ΔCt normalization introduces bias

The commonly used normalization method for RT-qPCR data is subtracting the Ct values of the internal reference genes from those of the target genes to obtain the difference in the Ct (ΔCt). The premise is that differences in the loading amount of template would be represented by the different Ct values of the reference genes. Therefore, subtracting the Ct of the reference genes (or taking the ratio on the exponential scale) would adjust for these RNA loading differences. To assess the validity of this premise, we plotted the mean Ct values of the target genes from a low-density PCR-based array (SAB array), which represent the average signal strength of the target genes, against the reference gene Ct values. If the premise were correct, there would be a positive correlation. As expected, the mean Ct values of the target genes were indeed positively correlated (r between 0.68 and 0.86) with the Ct values of the reference genes (Figure 1). However, after subtracting the reference gene Ct values, a negative correlation (r between −0.84 to −0.44) was generated between the mean of the ΔCt values of the target genes and the Ct values of each reference gene (Figure 2). This finding indicates a systematic over-correction (bias). If there were no bias, there would be no significant correlation between the mean ΔCt values of the target genes and the reference gene Ct values. All five reference genes showed similar negative correlation although the degree varied, which indicates that this is a general phenomenon instead of the property of a particular reference gene. The negative correlation remained present (r = −0.83) when the geometric mean of multiple reference genes (instead of individual reference genes) was used (Figure 2).

Figure 1
figure 1

Mean C t values of the target genes from each sample are positively correlated with the C t values of the reference genes on the array. Results are shown from the rheumatoid arthritis SAB dataset. The lower right panel is based on the Ct means of all five reference genes while the others are based on individual reference gene. Ref, reference; r, Pearson correlation coefficient; p, p value from testing the correlation coefficient against 0.

Figure 2
figure 2

Negative correlation between the mean of the ΔC t values from the target genes and C t values of the reference genes after normalization via conventional subtraction. The lower right panel is based the Ct mean of all five reference genes while the others are based on individual reference gene. Ref, reference; dCt, ΔCt; r, Pearson correlation coefficient; p, p value from testing the correlation coefficient against 0.

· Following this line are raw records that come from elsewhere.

//! Errors surfaced by domain operations.

use cairn_core::{EntityId, EntityType, StandardId, StoreError};
use cairn_events::TopicRegistryError;
use thiserror::Error;

use crate::pipeline::ValidationFailure;

/// Failures returned to callers of the repository, coordinator, and typed services.
///
/// Notification delivery problems are deliberately absent: they are reported
/// through logs and metrics once the store mutation has committed.
#[derive(Debug, Error)]
pub enum DomainError {
    /// Identifier did not resolve for the requested entity type.
    #[error("entity not found")]
    NotFound {
        /// Entity type that was queried.
        entity_type: EntityType,
        /// Identifier that did not resolve.
        id: EntityId,
    },
    /// The normalized identity is already held by another entity.
    #[error("entity identity already in use")]
    Conflict {
        /// Entity type of the colliding record.
        entity_type: EntityType,
        /// Standard identifier that collided.
        standard_id: StandardId,
        /// Identifier of the record holding the identity.
        existing_id: EntityId,
    },
    /// The entity type has no topic pair; fatal and never retried.
    #[error("entity type is not registered for notifications")]
    Configuration {
        /// Registry lookup failure.
        #[source]
        source: TopicRegistryError,
    },
    /// Attributes failed the type's pipeline; nothing was persisted.
    #[error("invalid entity attributes")]
    Validation {
        /// Entity type being validated.
        entity_type: EntityType,
        /// Attribute that failed.
        field: String,
        /// Machine-readable reason.
        reason: &'static str,
    },
    /// The backing store failed.
    #[error("store operation failed")]
    Store {
        /// Underlying store error.
        #[source]
        source: StoreError,
    },
}

impl DomainError {
    pub(crate) fn validation(entity_type: EntityType, failure: ValidationFailure) -> Self {
        Self::Validation {
            entity_type,
            field: failure.field,
            reason: failure.reason,
        }
    }

    /// Whether the error reports a missing identifier.
    #[must_use]
    pub const fn is_not_found(&self) -> bool {
        matches!(self, Self::NotFound { .. })
    }
}

impl From<StoreError> for DomainError {
    fn from(error: StoreError) -> Self {
        match error {
            StoreError::NotFound { entity_type, id } => Self::NotFound { entity_type, id },
            StoreError::Conflict {
                entity_type,
                standard_id,
                existing_id,
            } => Self::Conflict {
                entity_type,
                standard_id,
                existing_id,
            },
            source @ (StoreError::InvalidCursor { .. } | StoreError::Backend { .. }) => {
                Self::Store { source }
            }
        }
    }
}

impl From<TopicRegistryError> for DomainError {
    fn from(source: TopicRegistryError) -> Self {
        Self::Configuration { source }
    }
}

/// Convenience alias for domain results.
pub type DomainResult<T> = Result<T, DomainError>;
//! Error types for store boundaries.

use std::error::Error;

use thiserror::Error;

use crate::model::{EntityId, EntityType, StandardId};

/// Errors surfaced uniformly by every durable and ephemeral store adapter.
#[derive(Debug, Error)]
pub enum StoreError {
    /// Identifier did not resolve for the requested entity type.
    #[error("entity not found")]
    NotFound {
        /// Entity type that was queried.
        entity_type: EntityType,
        /// Identifier that did not resolve.
        id: EntityId,
    },
    /// Another entity already owns the standard identifier.
    #[error("entity identity already in use")]
    Conflict {
        /// Entity type of the colliding record.
        entity_type: EntityType,
        /// Standard identifier that collided.
        standard_id: StandardId,
        /// Identifier of the record holding the standard identifier.
        existing_id: EntityId,
    },
    /// A pagination cursor could not be decoded.
    #[error("invalid pagination cursor")]
    InvalidCursor {
        /// Raw cursor supplied by the caller.
        cursor: String,
    },
    /// The backing store failed.
    #[error("store operation failed")]
    Backend {
        /// Operation identifier.
        operation: &'static str,
        /// Underlying failure.
        #[source]
        source: Box<dyn Error + Send + Sync>,
    },
}

impl StoreError {
    /// Wrap a backend failure with the operation that raised it.
    pub fn backend(operation: &'static str, source: impl Into<Box<dyn Error + Send + Sync>>) -> Self {
        Self::Backend {
            operation,
            source: source.into(),
        }
    }

    /// Whether the error reports a missing identifier.
    #[must_use]
    pub const fn is_not_found(&self) -> bool {
        matches!(self, Self::NotFound { .. })
    }
}

/// Convenience alias for store results.
pub type StoreResult<T> = Result<T, StoreError>;
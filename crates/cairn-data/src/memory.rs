//! In-process durable store.
//!
//! Records are kept in insertion order under a single lock; the lock is never
//! held across an await point.

use std::cmp::Ordering;
use std::collections::{BTreeMap, HashMap};
use std::sync::{PoisonError, RwLock, RwLockReadGuard, RwLockWriteGuard};

use async_trait::async_trait;
use cairn_core::{
    Actor, CreateOutcome, EntityId, EntityPatch, EntityRecord, EntityStore, EntityType, ListArgs,
    NewEntity, OrderMode, Page, StandardId, StoreError, StoreResult, attribute_text,
};
use chrono::Utc;
use serde_json::Value;
use uuid::Uuid;

/// Durable store backed by process memory.
#[derive(Default)]
pub struct MemoryEntityStore {
    state: RwLock<MemoryState>,
}

#[derive(Default)]
struct MemoryState {
    next_seq: u64,
    rows: BTreeMap<u64, EntityRecord>,
    seq_by_id: HashMap<EntityId, u64>,
    identities: HashMap<(EntityType, StandardId), EntityId>,
}

impl MemoryState {
    fn get(&self, id: EntityId, entity_type: EntityType) -> Option<(u64, &EntityRecord)> {
        let seq = *self.seq_by_id.get(&id)?;
        self.rows
            .get(&seq)
            .filter(|record| record.entity_type == entity_type)
            .map(|record| (seq, record))
    }
}

impl MemoryEntityStore {
    /// Construct an empty store.
    #[must_use]
    pub fn new() -> Self {
        Self::default()
    }

    /// Number of records currently stored.
    #[must_use]
    pub fn len(&self) -> usize {
        self.read().rows.len()
    }

    /// Whether the store holds no records.
    #[must_use]
    pub fn is_empty(&self) -> bool {
        self.read().rows.is_empty()
    }

    fn read(&self) -> RwLockReadGuard<'_, MemoryState> {
        self.state.read().unwrap_or_else(PoisonError::into_inner)
    }

    fn write(&self) -> RwLockWriteGuard<'_, MemoryState> {
        self.state.write().unwrap_or_else(PoisonError::into_inner)
    }
}

#[async_trait]
impl EntityStore for MemoryEntityStore {
    async fn load_by_id(
        &self,
        id: EntityId,
        entity_type: EntityType,
    ) -> StoreResult<EntityRecord> {
        self.read()
            .get(id, entity_type)
            .map(|(_, record)| record.clone())
            .ok_or(StoreError::NotFound { entity_type, id })
    }

    async fn load_by_standard_id(
        &self,
        standard_id: &StandardId,
        entity_type: EntityType,
    ) -> StoreResult<Option<EntityRecord>> {
        let state = self.read();
        Ok(state
            .identities
            .get(&(entity_type, standard_id.clone()))
            .and_then(|id| state.get(*id, entity_type))
            .map(|(_, record)| record.clone()))
    }

    async fn list_entities(
        &self,
        types: &[EntityType],
        indexed_attributes: &[&str],
        args: &ListArgs,
    ) -> StoreResult<Page<EntityRecord>> {
        let offset = args.offset()?;
        let needle = args
            .search
            .as_deref()
            .map(str::trim)
            .filter(|term| !term.is_empty())
            .map(str::to_lowercase);

        let mut matches: Vec<EntityRecord> = self
            .read()
            .rows
            .values()
            .filter(|record| types.contains(&record.entity_type))
            .filter(|record| {
                needle
                    .as_deref()
                    .is_none_or(|term| matches_search(record, indexed_attributes, term))
            })
            .filter(|record| {
                args.filters
                    .iter()
                    .all(|filter| filter.matches(record.attribute(&filter.key)))
            })
            .cloned()
            .collect();

        if let Some(field) = args.order_by.as_deref() {
            // Stable sort keeps insertion order among equal keys.
            matches.sort_by(|left, right| {
                compare_sort_keys(left.attribute(field), right.attribute(field), args.order_mode)
            });
        }

        let global_count = u64::try_from(matches.len()).unwrap_or(u64::MAX);
        let window: Vec<EntityRecord> = matches
            .into_iter()
            .skip(offset)
            .take(args.first.unwrap_or(usize::MAX))
            .collect();
        Ok(Page::from_window(window, offset, global_count))
    }

    async fn create_entity(&self, actor: &Actor, entity: NewEntity) -> StoreResult<CreateOutcome> {
        let mut state = self.write();
        let identity = (entity.entity_type, entity.standard_id.clone());
        if let Some(existing) = state
            .identities
            .get(&identity)
            .and_then(|id| state.get(*id, entity.entity_type))
        {
            return Ok(CreateOutcome::Existing(existing.1.clone()));
        }

        let now = Utc::now();
        let record = EntityRecord {
            id: Uuid::new_v4(),
            standard_id: entity.standard_id,
            entity_type: entity.entity_type,
            attributes: entity.attributes,
            created_by: actor.clone(),
            updated_by: actor.clone(),
            created_at: now,
            updated_at: now,
        };
        let seq = state.next_seq;
        state.next_seq += 1;
        state.seq_by_id.insert(record.id, seq);
        state.identities.insert(identity, record.id);
        state.rows.insert(seq, record.clone());
        drop(state);
        Ok(CreateOutcome::Created(record))
    }

    async fn update_attribute(
        &self,
        actor: &Actor,
        id: EntityId,
        entity_type: EntityType,
        patch: EntityPatch,
    ) -> StoreResult<EntityRecord> {
        let mut state = self.write();
        let (seq, current) = state
            .get(id, entity_type)
            .ok_or(StoreError::NotFound { entity_type, id })?;
        let mut updated = current.clone();

        if let Some(standard_id) = patch.standard_id.as_ref()
            && *standard_id != updated.standard_id
        {
            let identity = (entity_type, standard_id.clone());
            if let Some(existing_id) = state.identities.get(&identity).copied()
                && existing_id != id
            {
                return Err(StoreError::Conflict {
                    entity_type,
                    standard_id: standard_id.clone(),
                    existing_id,
                });
            }
            state
                .identities
                .remove(&(entity_type, updated.standard_id.clone()));
            state.identities.insert(identity, id);
            updated.standard_id = standard_id.clone();
        }

        patch.apply_to(&mut updated.attributes);
        updated.updated_by = actor.clone();
        updated.updated_at = Utc::now();
        state.rows.insert(seq, updated.clone());
        drop(state);
        Ok(updated)
    }

    async fn delete_element_by_id(
        &self,
        _actor: &Actor,
        id: EntityId,
        entity_type: EntityType,
    ) -> StoreResult<EntityRecord> {
        let mut state = self.write();
        let (seq, _) = state
            .get(id, entity_type)
            .ok_or(StoreError::NotFound { entity_type, id })?;
        state.seq_by_id.remove(&id);
        let removed = state
            .rows
            .remove(&seq)
            .ok_or(StoreError::NotFound { entity_type, id })?;
        state
            .identities
            .remove(&(entity_type, removed.standard_id.clone()));
        drop(state);
        Ok(removed)
    }
}

fn matches_search(record: &EntityRecord, indexed_attributes: &[&str], term: &str) -> bool {
    indexed_attributes.iter().any(|key| {
        record
            .attribute(key)
            .and_then(attribute_text)
            .is_some_and(|text| text.to_lowercase().contains(term))
    })
}

/// Order attribute values the way Postgres orders `jsonb`; missing values sort last
/// in both directions.
fn compare_sort_keys(left: Option<&Value>, right: Option<&Value>, mode: OrderMode) -> Ordering {
    match (left, right) {
        (None, None) => Ordering::Equal,
        (None, Some(_)) => Ordering::Greater,
        (Some(_), None) => Ordering::Less,
        (Some(left), Some(right)) => {
            let ordering = compare_json(left, right);
            match mode {
                OrderMode::Asc => ordering,
                OrderMode::Desc => ordering.reverse(),
            }
        }
    }
}

const fn json_rank(value: &Value) -> u8 {
    match value {
        Value::Null => 0,
        Value::String(_) => 1,
        Value::Number(_) => 2,
        Value::Bool(_) => 3,
        Value::Array(_) => 4,
        Value::Object(_) => 5,
    }
}

fn compare_json(left: &Value, right: &Value) -> Ordering {
    match (left, right) {
        (Value::String(left), Value::String(right)) => left.cmp(right),
        (Value::Number(left), Value::Number(right)) => left
            .as_f64()
            .partial_cmp(&right.as_f64())
            .unwrap_or(Ordering::Equal),
        (Value::Bool(left), Value::Bool(right)) => left.cmp(right),
        _ => json_rank(left).cmp(&json_rank(right)),
    }
}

Regression on reference genes

The negative correlation bias shown in Figure 2 indicates that the target genes measurements are linearly related to the reference genes but the coefficients are less than one. When direct subtraction is used, a negative relationship is generated from over-correction. A simple way to solve this problem is to run a linear regression to estimate a coefficient and then adjust the reference gene Ct values with the estimated coefficient. Regression analysis can be performed either on any selected individual reference gene or on the mean Ct values of all reference genes. The latter approach has the advantage of minimizing the potential undesirable effect of a single reference gene. However, a more comprehensive method is to run a multiple regression including all the reference genes to estimate coefficients for each of them and remove the dependency together (Figure 3). This multiple regression approach is feasible when the number of samples is sufficient (60 in the RA datasets); otherwise, there is the risk of model over-fitting.

Figure 3
figure 3

Multiple regression based normalization removes dependency of target C t means on reference genes. No obvious correlation is observed between normalized target gene Ct means and Ct values of reference genes.

Similar bias from other mRNA RT-qPCR array datasets

To assess whether the ΔCt bias exists with other PCR-based mRNA array datasets, we examined another of our datasets (RA ABI dataset) generated from a different array as well as three publicly available datasets from Gene Expression Omnibus (GEO). Table 1 shows the regression coefficients of the reference genes from these datasets against the mean target Ct values from each sample. The coefficients range from 0.19 to 1.09 but are generally less than 1. It is interesting that different experiments show quite different coefficients even for the same reference gene, which necessitated the estimation of regression coefficients in each experiment. For coefficients close to 1, ΔCt does not generate much bias, but for the coefficients far from 1, the bias can be substantial.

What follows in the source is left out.